在“异常事件处理”的标签页下,可以看到基于当前异常事件规则所产生的一些告警事件:
点击查看详情,可以看到该异常事件的细节;另外,在处理页面,能对该异常事件的跟进调查进行简单记录,并确认是否误报还是的确违规。
4.数据脱敏
通常,对数据脱敏功能的衡量,主要从支持的脱敏方式,以及脱敏动作执行的便利性,效率等方面来判断。从SDDP数据脱敏的实际体验来看,基本覆盖了当前最常见的一些数据脱敏方式,适用于对不同类型的源数据作脱敏,还是很全面的。比较贴心的是,对脱敏算法进行配置时,有一个测试功能,能够提前验证脱敏效果是否符合自己的预期。

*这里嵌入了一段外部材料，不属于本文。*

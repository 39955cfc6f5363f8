//! Faces and the face adjacency graph.
//!
//! A [`FaceGraph`] is an arena: every [`Face`] lives by value in one `Vec` and
//! neighbours are stored as indices ([`FaceId`]) into that `Vec`. Two faces are
//! neighbours when exactly two of their corner *positions* coincide, so meshes
//! that duplicate vertices for hard-edge shading still link up.

use cgmath::{InnerSpace, Vector3};

use crate::{
    data_structures::mesh::{TriMesh, read_vec3, validate_buffers},
    error::GeometryResult,
};

/// Index of a face inside its [`FaceGraph`].
pub type FaceId = usize;

/// One triangle with cached geometry and up to three edge neighbours.
#[derive(Clone, Debug, PartialEq)]
pub struct Face {
    /// Corner positions, copied from the mesh for fast access.
    pub vertices: [Vector3<f32>; 3],
    /// Corner indices into the mesh position array.
    pub indices: [u32; 3],
    /// Unit normal following the right-hand rule over `vertices`.
    /// NaN for zero-area triangles.
    pub normal: Vector3<f32>,
    /// Plane offset `d` with `normal · x + d = 0` on the face plane.
    pub offset: f32,
    neighbors: [Option<FaceId>; 3],
}

impl Face {
    pub fn new(vertices: [Vector3<f32>; 3], indices: [u32; 3]) -> Self {
        let (normal, offset) = plane(&vertices);
        Self {
            vertices,
            indices,
            normal,
            offset,
            neighbors: [None; 3],
        }
    }

    pub fn neighbors(&self) -> impl Iterator<Item = FaceId> + '_ {
        self.neighbors.iter().flatten().copied()
    }

    pub fn neighbor_count(&self) -> usize {
        self.neighbors.iter().flatten().count()
    }

    /// A triangle has three edges, so three neighbours is the maximum.
    pub fn is_saturated(&self) -> bool {
        self.neighbors.iter().all(Option::is_some)
    }

    pub fn centroid(&self) -> Vector3<f32> {
        (self.vertices[0] + self.vertices[1] + self.vertices[2]) / 3.0
    }

    pub fn area(&self) -> f32 {
        (self.vertices[1] - self.vertices[0])
            .cross(self.vertices[2] - self.vertices[0])
            .magnitude()
            * 0.5
    }

    /// For every corner of `self`, the corner of `other` at the same position.
    pub fn match_pattern(&self, other: &Face) -> [Option<usize>; 3] {
        self.vertices
            .map(|v| other.vertices.iter().position(|&w| w == v))
    }

    /// True when exactly two corner positions coincide.
    pub fn shares_edge_with(&self, other: &Face) -> bool {
        self.match_pattern(other).iter().flatten().count() == 2
    }

    /// Reverse the winding by swapping the last two corners, then rebuild the plane.
    pub fn flip(&mut self) {
        self.vertices.swap(1, 2);
        self.indices.swap(1, 2);
        let (normal, offset) = plane(&self.vertices);
        self.normal = normal;
        self.offset = offset;
    }

    fn add_neighbor(&mut self, id: FaceId) {
        if let Some(slot) = self.neighbors.iter_mut().find(|n| n.is_none()) {
            *slot = Some(id);
        }
    }
}

fn plane(vertices: &[Vector3<f32>; 3]) -> (Vector3<f32>, f32) {
    let normal = (vertices[1] - vertices[0])
        .cross(vertices[2] - vertices[1])
        .normalize();
    (normal, -normal.dot(vertices[0]))
}

/// Turn flat triangle data into faces, one per triangle, in index order.
/// The returned faces carry no neighbours yet.
pub fn build_faces(positions: &[f32], indices: &[u32]) -> GeometryResult<Vec<Face>> {
    validate_buffers(positions, indices)?;
    Ok(indices
        .chunks_exact(3)
        .map(|c| {
            let corners = [c[0], c[1], c[2]];
            Face::new(corners.map(|i| read_vec3(positions, i)), corners)
        })
        .collect())
}

/// All faces of a mesh together with their edge adjacency.
#[derive(Clone, Debug, Default)]
pub struct FaceGraph {
    faces: Vec<Face>,
}

impl FaceGraph {
    /// Build faces for every triangle of `mesh` and discover their neighbours.
    pub fn build(mesh: &TriMesh) -> GeometryResult<Self> {
        let faces = build_faces(mesh.positions(), mesh.indices())?;
        Ok(Self::from_faces(faces))
    }

    /// Link a list of faces into a graph.
    ///
    /// This compares every pair of faces (quadratic in the face count), which
    /// is fine for the small meshes of a sandbox scene but not for scans.
    pub fn from_faces(mut faces: Vec<Face>) -> Self {
        let mut links = 0;
        for i in 0..faces.len() {
            if faces[i].is_saturated() {
                continue;
            }
            for j in (i + 1)..faces.len() {
                if faces[j].is_saturated() || !faces[i].shares_edge_with(&faces[j]) {
                    continue;
                }
                faces[i].add_neighbor(j);
                faces[j].add_neighbor(i);
                links += 1;
                if faces[i].is_saturated() {
                    break;
                }
            }
        }
        log::debug!("linked {} faces with {} shared edges", faces.len(), links);
        Self { faces }
    }

    pub fn faces(&self) -> &[Face] {
        &self.faces
    }

    pub(crate) fn faces_mut(&mut self) -> &mut [Face] {
        &mut self.faces
    }

    pub fn face(&self, id: FaceId) -> &Face {
        &self.faces[id]
    }

    pub fn len(&self) -> usize {
        self.faces.len()
    }

    pub fn is_empty(&self) -> bool {
        self.faces.is_empty()
    }

    pub fn into_faces(self) -> Vec<Face> {
        self.faces
    }

    /// Number of faces with fewer than three neighbours.
    ///
    /// Non-zero means the mesh has boundary or non-manifold edges.
    pub fn under_connected(&self) -> usize {
        self.faces.iter().filter(|f| !f.is_saturated()).count()
    }

    /// A closed 2-manifold triangle mesh gives every face three neighbours.
    pub fn is_closed(&self) -> bool {
        !self.faces.is_empty() && self.under_connected() == 0
    }
}
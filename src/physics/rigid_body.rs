use std::sync::Arc;

use cgmath::{Matrix3, Vector3};

use crate::{
    data_structures::{face::build_faces, mesh::TriMesh},
    error::{GeometryError, GeometryResult, GeometryWarning},
    physics::{
        face_integrals::compute_mass_properties_by_integration,
        mass_properties::{MassProperties, check_density},
        tetrahedra::compute_mass_properties,
    },
    winding::OrientedMesh,
};

/// Which closed-form integration computes the mass properties.
#[derive(Clone, Copy, Debug, Default, PartialEq, Eq)]
pub enum IntegrationMethod {
    /// Signed tetrahedra against the origin.
    #[default]
    Tetrahedra,
    /// Divergence theorem face integrals.
    FaceIntegrals,
}

/// What to do when a body comes out with negative mass.
#[derive(Clone, Copy, Debug, Default, PartialEq, Eq)]
pub enum InvertedPolicy {
    /// Keep the negative values and record a warning.
    #[default]
    Warn,
    /// Flip the sign of mass and inertia and record a warning.
    Negate,
    /// Fail with [`GeometryError::InvertedMesh`].
    Reject,
}

/// Describes how to build a [`RigidBody`].
#[derive(Clone, Copy, Debug, PartialEq)]
pub struct RigidBodyDescriptor<'a> {
    pub label: Option<&'a str>,
    pub density: f64,
    pub method: IntegrationMethod,
    pub inverted: InvertedPolicy,
}

impl Default for RigidBodyDescriptor<'_> {
    fn default() -> Self {
        Self {
            label: None,
            density: 1.0,
            method: IntegrationMethod::default(),
            inverted: InvertedPolicy::default(),
        }
    }
}

/// A solid with uniform density and the mass properties of its mesh.
///
/// The mass properties are computed once, when the body is created. The mesh
/// is shared read-only; to change the geometry build a new body.
#[derive(Clone, Debug)]
pub struct RigidBody {
    label: Option<String>,
    mesh: Arc<TriMesh>,
    density: f64,
    mass_properties: MassProperties,
    warnings: Vec<GeometryWarning>,
}

impl RigidBody {
    /// Create a body from a mesh that is already consistently wound.
    pub fn new(mesh: Arc<TriMesh>, desc: &RigidBodyDescriptor) -> GeometryResult<Self> {
        Self::with_warnings(mesh, desc, Vec::new())
    }

    /// Create a body from a winding-corrected mesh.
    ///
    /// Faces the correction could not reach and faces missing a neighbour are
    /// recorded as warnings; the mass properties are computed regardless.
    pub fn from_oriented(oriented: &OrientedMesh, desc: &RigidBodyDescriptor) -> GeometryResult<Self> {
        let mut warnings = Vec::new();
        if let Some(warning) = oriented.report.warning() {
            warnings.push(warning);
        }
        let under_connected = oriented.graph.under_connected();
        if under_connected > 0 {
            let warning = GeometryWarning::OpenMesh { under_connected };
            log::warn!("{}: {}", desc.label.unwrap_or("rigid body"), warning);
            warnings.push(warning);
        }
        Self::with_warnings(Arc::clone(&oriented.mesh), desc, warnings)
    }

    fn with_warnings(
        mesh: Arc<TriMesh>,
        desc: &RigidBodyDescriptor,
        mut warnings: Vec<GeometryWarning>,
    ) -> GeometryResult<Self> {
        check_density(desc.density)?;
        let name = desc.label.unwrap_or(mesh.name.as_str());

        let mut mass_properties = match desc.method {
            IntegrationMethod::Tetrahedra => {
                compute_mass_properties(mesh.positions(), mesh.indices(), desc.density)?
            }
            IntegrationMethod::FaceIntegrals => {
                let faces = build_faces(mesh.positions(), mesh.indices())?;
                compute_mass_properties_by_integration(&faces, desc.density)?
            }
        };

        if let Some(warning) = mass_properties.orientation_warning() {
            match desc.inverted {
                InvertedPolicy::Reject => {
                    log::error!("{}: {}", name, warning);
                    return Err(GeometryError::InvertedMesh {
                        mass: mass_properties.mass,
                    });
                }
                InvertedPolicy::Warn => {
                    log::warn!("{}: {}", name, warning);
                }
                InvertedPolicy::Negate => {
                    log::warn!("{}: {}, negating", name, warning);
                    mass_properties = mass_properties.negated();
                }
            }
            warnings.push(warning);
        }

        log::debug!(
            "{}: mass {} centroid {:?}",
            name,
            mass_properties.mass,
            mass_properties.centroid
        );
        Ok(Self {
            label: desc.label.map(str::to_owned),
            mesh,
            density: desc.density,
            mass_properties,
            warnings,
        })
    }

    pub fn label(&self) -> Option<&str> {
        self.label.as_deref()
    }

    pub fn mesh(&self) -> &Arc<TriMesh> {
        &self.mesh
    }

    pub fn density(&self) -> f64 {
        self.density
    }

    pub fn mass_properties(&self) -> &MassProperties {
        &self.mass_properties
    }

    pub fn mass(&self) -> f64 {
        self.mass_properties.mass
    }

    pub fn centroid(&self) -> Vector3<f64> {
        self.mass_properties.centroid
    }

    pub fn inertia(&self) -> Matrix3<f64> {
        self.mass_properties.inertia
    }

    /// Conditions found while building the body. Empty for a clean solid.
    pub fn warnings(&self) -> &[GeometryWarning] {
        &self.warnings
    }
}
//! flow-solid
//!
//! Mesh topology repair and rigid-body mass properties for triangle meshes
//! loaded into a flow-ngin style sandbox. Meshes are linked into a face
//! adjacency graph, their winding is made consistent, and mass, centre of mass
//! and inertia tensor are computed with two independent closed-form methods.
//!
//! High-level modules
//! - `data_structures`: flat triangle meshes, faces and the face graph, primitives
//! - `winding`: breadth-first winding correction over the face graph
//! - `physics`: mass properties (tetrahedra and face integrals) and rigid bodies
//! - `intersect`: ray queries against faces, planes and disks
//! - `resources`: OBJ loading and GPU upload of corrected meshes
//! - `error`: error and warning types
//!

pub mod data_structures;
pub mod error;
pub mod intersect;
pub mod physics;
pub mod resources;
pub mod winding;

// Re-exports commonly used types for convenience in downstream code.
pub use cgmath;
pub use cgmath::*;
pub use data_structures::{
    face::{Face, FaceGraph, FaceId},
    mesh::TriMesh,
};
pub use error::{GeometryError, GeometryResult, GeometryWarning};
pub use physics::{
    face_integrals::compute_mass_properties_by_integration,
    mass_properties::MassProperties,
    rigid_body::{IntegrationMethod, InvertedPolicy, RigidBody, RigidBodyDescriptor},
    tetrahedra::compute_mass_properties,
};
pub use winding::{OrientedMesh, WindingReport, correct_winding, orient};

数据脱敏的具体操作执行上,需要在脱敏任务里指定脱敏源,脱敏算法,目标位置;该功能的实际使用比较简单,配置也很方便,以下以RDS的脱敏为例,可以很便利的对需要脱敏的字段进行脱敏开关的开启,在对脱敏算法进行选择是,也支持提前测试和验证:
任务的触发方式,也支持人工,定时,人工+定时等多种方式;对于脱敏后可能存在的数据冲突,也给了用户不同的选择方式。
以下是任务创建完毕,并执行完成的截图:
整体使用中,感觉数据脱敏的功能相当不错,不管是功能设计,还是用户体验,都很不错。
5.API等增强功能
根据产品介绍,SDDP也是支持通过API进行相关查询和操作的,不过本次因时间原因,暂未对其API进行测试。
三.计费模式与版本
当前官方公布的计费模式如下:
从已经公布的敏感数据识别功能的计费模式来看,价格整体还算比较合理,OSS支持的最大存储量为10T,RDS则为20个库,对于部分深度企业用户来说,总量很可能远超这些;因此在使用中,个人认为更适合对那些比较重视数据敏感性的bucket和库进行授权识别,而不是所有资源,这样从使用效率以及成本上都可能会更好。至于敏感数据脱敏的计费模式,也值得后期关注。
四.总结与建议
经过以上的测试体验,得出以下结论:
1.整体功能设计还是比较完善的,覆盖到了数据识别,事件跟进处置,基于处置的算法优化,以及数据脱敏等核心功能,有闭环的整体框架性设计;特别是数据脱敏功能,使用起来感觉很方便。
2.在敏感数据展示,敏感数据定位方面,当前对于用户来讲,还有些不便的地方,毕竟识别出来只是第一步,定位到数据本身才是后续通常要进行的动作;另外,用户自定义规则方面,当前给与用户的选择还不太够,可以完善。